Hallee started telling me yesterday that her tummy hurt. This isn’t something unheard of in my house…a lot of ASD (autism spectrum disorder) kids have tummy issues. But as the night progressed, she started looking pale and getting more and more anxious, she started coughing. I should have seen it coming. I went in to get her up and ready for school this morning in the dark, wee hours and was met with a very feverish, aching kid. Her head hurt. Her back hurt. Her neck and hips hurt.
I get her settled back into bed, call the doctor and they can’t see her until 12:15. We can make it, but I still have to get her little sister to school across town. Mark is at work, my family is in New Jersey, my sister is in Texas. The ocean feels vast and lonely on days like this.
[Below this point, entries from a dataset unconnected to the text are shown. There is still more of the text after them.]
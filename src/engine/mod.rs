//! The frame task graph.
//!
//! A frame is a graph of [`Task`]s registered with a [`TaskManager`]. Edges
//! are never stored on the task objects themselves: every dependency is a
//! reference held on the dependent's slot, and a slot is handed to a
//! dispatcher the moment its reference count drops to zero.
//!
//! ## Frame lifecycle
//!
//! 1. [`TaskManager::reset_dependencies`] opens a new frame and invalidates
//!    every [`TaskId`] handed out before.
//! 2. Tasks are reserved ([`TaskManager::get_named_task`]), submitted
//!    ([`TaskManager::submit_named_task`], [`TaskManager::submit_unnamed_task`])
//!    and wired ([`TaskManager::finish_before`], [`TaskManager::start_after`]).
//! 3. [`TaskManager::start_simulation`] releases the initial reference of
//!    every slot; whatever reaches zero is dispatched.
//! 4. Dispatchers run each [`ReadyTask`] and release it, which unblocks its
//!    dependents. When nothing is outstanding the
//!    [`NotificationInterface`] is told the frame is complete.

mod diagnostics;
mod light;
mod manager;
mod registry;
mod task;

use std::fmt;

pub use crate::engine::diagnostics::{DependencyGraph, Diagnostics, GraphNode, TaskExecution};
pub use crate::engine::light::{Continuation, LightTask};
pub use crate::engine::manager::{TaskManager, TaskManagerBuilder, create_task_manager};
pub use crate::engine::task::{FnTask, ReadyTask, Task};

/// A per-frame handle to a task slot in a [`TaskManager`].
///
/// The handle carries the generation of the frame that issued it, so a handle
/// kept across [`TaskManager::reset_dependencies`] can never alias the slot
/// that reuses its index.
#[derive(Clone, Copy, PartialEq, Eq, Hash, PartialOrd, Ord)]
pub struct TaskId(u64);

impl TaskId {
    /// The reserved sentinel, never issued by a manager.
    pub const INVALID: TaskId = TaskId(0);

    pub(crate) fn new(frame: u32, index: usize) -> Self {
        debug_assert!(index < u32::MAX as usize);
        TaskId(((frame as u64) << 32) | (index as u64 + 1))
    }

    pub fn is_valid(self) -> bool {
        self != Self::INVALID
    }

    /// The raw opaque value.
    pub fn as_u64(self) -> u64 {
        self.0
    }

    pub(crate) fn frame(self) -> u32 {
        (self.0 >> 32) as u32
    }

    pub(crate) fn index(self) -> Option<usize> {
        match self.0 & 0xFFFF_FFFF {
            0 => None,
            n => Some(n as usize - 1),
        }
    }
}

impl Default for TaskId {
    fn default() -> Self {
        Self::INVALID
    }
}

impl fmt::Debug for TaskId {
    fn fmt(&self, f: &mut fmt::Formatter<'_>) -> fmt::Result {
        match self.index() {
            Some(index) => write!(f, "TaskId({}:{})", self.frame(), index),
            None => write!(f, "TaskId(INVALID)"),
        }
    }
}

/// Where a slot is headed, or what happened to it.
#[derive(Debug, Clone, Copy, PartialEq, Eq, Hash)]
#[repr(u8)]
pub enum TaskType {
    /// Run on the [`CpuDispatcher`](crate::CpuDispatcher).
    Cpu = 0,
    /// Run on the [`GpuDispatcher`](crate::GpuDispatcher).
    Gpu = 1,
    /// No runnable body: a reserved name nobody submitted, or a task whose
    /// dispatcher isn't registered. Resolving it only unblocks dependents.
    NotPresent = 2,
    /// The slot has been handed off or resolved for this frame.
    Completed = 3,
}

impl TaskType {
    pub(crate) fn from_u8(value: u8) -> Self {
        match value {
            0 => TaskType::Cpu,
            1 => TaskType::Gpu,
            2 => TaskType::NotPresent,
            _ => TaskType::Completed,
        }
    }
}

/// Receives frame-level events from a [`TaskManager`].
///
/// Both callbacks may run on any thread and no manager lock is held while they
/// run, so `simulation_complete` is free to reset the manager and submit the
/// next frame.
pub trait NotificationInterface: Send + Sync {
    /// Every task submitted in the current frame has been released.
    fn simulation_complete(&self);

    /// The manager is being torn down.
    fn release(&self) {}
}
//! Services - request handling logic
//!
//! - `ingest` - Event notification → broker
//! - `gate` - Lane id → barrier open command

pub mod gate;
pub mod ingest;

// Re-export commonly used types
pub use gate::{GateDispatcher, GateOutcome};
pub use ingest::{IngestOutcome, IngestPipeline};
//! Infrastructure - configuration and metrics
//!
//! - `config` - Application configuration (TOML loading, defaults)
//! - `metrics` - Lock-free metrics collection

pub mod config;
pub mod metrics;

pub use config::{Config, LogFormat};
pub use metrics::Metrics;
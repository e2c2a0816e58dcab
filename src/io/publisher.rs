//! Broker publisher with bounded retry and reconnect
//!
//! One broker link per publisher, shared by every caller. The link is swapped
//! under an async mutex; publishes run concurrently over the shared channel.
//! A generation counter makes sure a caller holding a stale link can only tear
//! down that link, never a fresher one another caller already opened.

use crate::infra::config::Config;
use crate::io::broker::{BrokerChannel, BrokerConnector, ChannelError};
use backon::{BackoffBuilder, ConstantBuilder};
use std::sync::atomic::{AtomicBool, Ordering};
use std::sync::Arc;
use std::time::Duration;
use thiserror::Error;
use tokio::sync::Mutex;
use tokio::time::{timeout_at, Instant};
use tracing::{debug, info, warn};

#[derive(Debug, Error)]
pub enum PublishError {
    #[error("publish deadline exceeded")]
    Timeout,
    #[error("broker rejected message: {0}")]
    Rejected(String),
    #[error("broker connection lost after {attempts} attempts: {last_error}")]
    ConnectionLost { attempts: u32, last_error: String },
    #[error("publisher is closed")]
    Closed,
}

/// Retry count and fixed delay between attempts
#[derive(Debug, Clone, Copy)]
pub struct RetryPolicy {
    /// Retries after the first attempt
    pub retries: u32,
    pub delay: Duration,
}

impl RetryPolicy {
    pub fn from_config(config: &Config) -> Self {
        Self { retries: config.rabbitmq_retry(), delay: config.rabbitmq_retry_delay() }
    }

    pub fn max_attempts(&self) -> u32 {
        self.retries.saturating_add(1)
    }

    fn delays(&self) -> impl Iterator<Item = Duration> {
        let backoff = ConstantBuilder::default()
            .with_delay(self.delay)
            .with_max_times(self.retries as usize)
            .build();
        std::iter::once(Duration::ZERO).chain(backoff)
    }
}

/// State of one `publish` call
#[derive(Debug, Default)]
struct PublishAttempt {
    attempt: u32,
    last_error: Option<String>,
}

struct Link {
    generation: u64,
    channel: Option<Arc<dyn BrokerChannel>>,
}

enum AcquireError {
    Closed,
    Channel(ChannelError),
}

pub struct Publisher {
    connector: Arc<dyn BrokerConnector>,
    policy: RetryPolicy,
    link: Mutex<Link>,
    closed: AtomicBool,
}

impl Publisher {
    pub fn new(connector: Arc<dyn BrokerConnector>, policy: RetryPolicy) -> Self {
        Self {
            connector,
            policy,
            link: Mutex::new(Link { generation: 0, channel: None }),
            closed: AtomicBool::new(false),
        }
    }

    /// Open the broker link now instead of on the first publish
    pub async fn connect(&self) -> Result<(), PublishError> {
        match self.acquire().await {
            Ok(_) => Ok(()),
            Err(AcquireError::Closed) => Err(PublishError::Closed),
            Err(AcquireError::Channel(ChannelError::Rejected(reason))) => {
                Err(PublishError::Rejected(reason))
            }
            Err(AcquireError::Channel(ChannelError::Transient(reason))) => {
                Err(PublishError::ConnectionLost { attempts: 1, last_error: reason })
            }
        }
    }

    /// Hand `payload` to the broker, retrying transient failures until `deadline`.
    ///
    /// Success means the broker confirmed the message.
    pub async fn publish(&self, payload: &[u8], deadline: Instant) -> Result<(), PublishError> {
        if self.closed.load(Ordering::Acquire) {
            return Err(PublishError::Closed);
        }
        if payload.is_empty() {
            return Err(PublishError::Rejected("empty payload".to_string()));
        }

        match timeout_at(deadline, self.publish_with_retry(payload, deadline)).await {
            Ok(result) => result,
            Err(_) => {
                warn!(bytes = payload.len(), "broker_publish_deadline_exceeded");
                Err(PublishError::Timeout)
            }
        }
    }

    async fn publish_with_retry(&self, payload: &[u8], deadline: Instant) -> Result<(), PublishError> {
        let max_attempts = self.policy.max_attempts();
        let mut state = PublishAttempt::default();

        for delay in self.policy.delays() {
            if state.attempt > 0 {
                if Instant::now() + delay >= deadline {
                    warn!(
                        attempt = state.attempt,
                        delay_ms = delay.as_millis() as u64,
                        "broker_publish_retry_would_pass_deadline"
                    );
                    return Err(PublishError::Timeout);
                }
                tokio::time::sleep(delay).await;
            }
            state.attempt += 1;

            let (generation, channel) = match self.acquire().await {
                Ok(link) => link,
                Err(AcquireError::Closed) => return Err(PublishError::Closed),
                Err(AcquireError::Channel(e)) => {
                    warn!(
                        attempt = state.attempt,
                        max_attempts = max_attempts,
                        error = %e,
                        "broker_connect_failed"
                    );
                    state.last_error = Some(e.to_string());
                    continue;
                }
            };

            match channel.publish(payload).await {
                Ok(()) => {
                    debug!(attempt = state.attempt, bytes = payload.len(), "broker_publish_ok");
                    return Ok(());
                }
                Err(ChannelError::Rejected(reason)) => {
                    warn!(attempt = state.attempt, reason = %reason, "broker_publish_rejected");
                    return Err(PublishError::Rejected(reason));
                }
                Err(e @ ChannelError::Transient(_)) => {
                    warn!(
                        attempt = state.attempt,
                        max_attempts = max_attempts,
                        error = %e,
                        "broker_publish_failed"
                    );
                    self.invalidate(generation).await;
                    state.last_error = Some(e.to_string());
                }
            }
        }

        Err(PublishError::ConnectionLost {
            attempts: state.attempt,
            last_error: state.last_error.unwrap_or_else(|| "no attempt made".to_string()),
        })
    }

    /// Current link, connecting first if there is none
    async fn acquire(&self) -> Result<(u64, Arc<dyn BrokerChannel>), AcquireError> {
        let mut link = self.link.lock().await;
        if self.closed.load(Ordering::Acquire) {
            return Err(AcquireError::Closed);
        }
        if let Some(channel) = &link.channel {
            return Ok((link.generation, Arc::clone(channel)));
        }

        let channel = self.connector.connect().await.map_err(AcquireError::Channel)?;
        link.generation += 1;
        link.channel = Some(Arc::clone(&channel));
        info!(generation = link.generation, "broker_link_established");
        Ok((link.generation, channel))
    }

    /// Drop the link of `generation` if it is still the current one
    async fn invalidate(&self, generation: u64) {
        let stale = {
            let mut link = self.link.lock().await;
            if link.generation == generation {
                link.channel.take()
            } else {
                None
            }
        };

        if let Some(channel) = stale {
            info!(generation = generation, "broker_link_dropped");
            // Closing a dead link can block on I/O; keep it off the caller's deadline
            tokio::spawn(async move {
                channel.close().await;
            });
        }
    }

    /// Release the connection. Every later `publish` fails with `Closed`.
    pub async fn close(&self) {
        self.closed.store(true, Ordering::Release);
        let channel = self.link.lock().await.channel.take();
        if let Some(channel) = channel {
            channel.close().await;
        }
        info!("broker_publisher_closed");
    }

    pub fn is_closed(&self) -> bool {
        self.closed.load(Ordering::Acquire)
    }
}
At the appointed time, I put a fevered, aching, kiddo into the car and call to make sure that my practice is running on schedule. Nothing worse than sitting in a waiting room with a dozen hacking, snotting kids and their also hacking and snotting parents for an extended period of time. We arrive. And we wait. And wait. And wait. At 12:45 we get called back. (remember, our appointment was at 12:15) Her anxiety goes up…my anger grows. I called to make sure they were running on time. Hallee’s been coming here since she was 5. They know that she gets overly anxious if we have to wait too long. They know she’s sick as a dog. At 1:05 our provider walks in. At this point, Hallee is a shivering, upset, mess who didn’t deserve an hour’s wait.
Long story short, they suspect flu, even though we all had our flu shots. They didn’t want to risk trying a flu swab after the strep swab. (it didn’t go smoothly) Her ears are full of fluid, so amoxicillin on top of Tami-Flu are called in.
Because it’s snowing like a son of a bitch and the roads are a mess, I take her home first since I know it will be at least an hour wait for the prescriptions to be ready. After getting her back in and cozy, I call the pharmacy to make sure they scripts were called in only to be told that they don’t carry Tami-Flu in the Bangor store, we’ll have to pick it up in Brewer. BREWER. ACROSS THE BRIDGE IN THE SNOW WITH A REALLY SICK CHILD IN THE CAR ALONG WITH HER STILL HEALTHY LITTLE SISTER. Breathe….deep breaths….freaking out isn’t going to help anyone here.
So I remind myself…things could be worse. They could. None of us are walking the floors in a pediatric cancer ward. We’re together. We’re home. We have prescription medications available to us, even if they’re in another town. (Mark is picking them up on his way home…Godsend) We have a roof over our heads, food in the fridge and double ply toilet paper. Really, in the big scheme of things, we’ve got it pretty good. At least that’s what I tell myself when the autistic waters get rough.
So when I get tired of swimming and feel like I can’t swim any further…I tread water. I stay in place, get my breath back and eye the horizon. In a little while, the swells will ease, the current will gentle and I’ll swim again.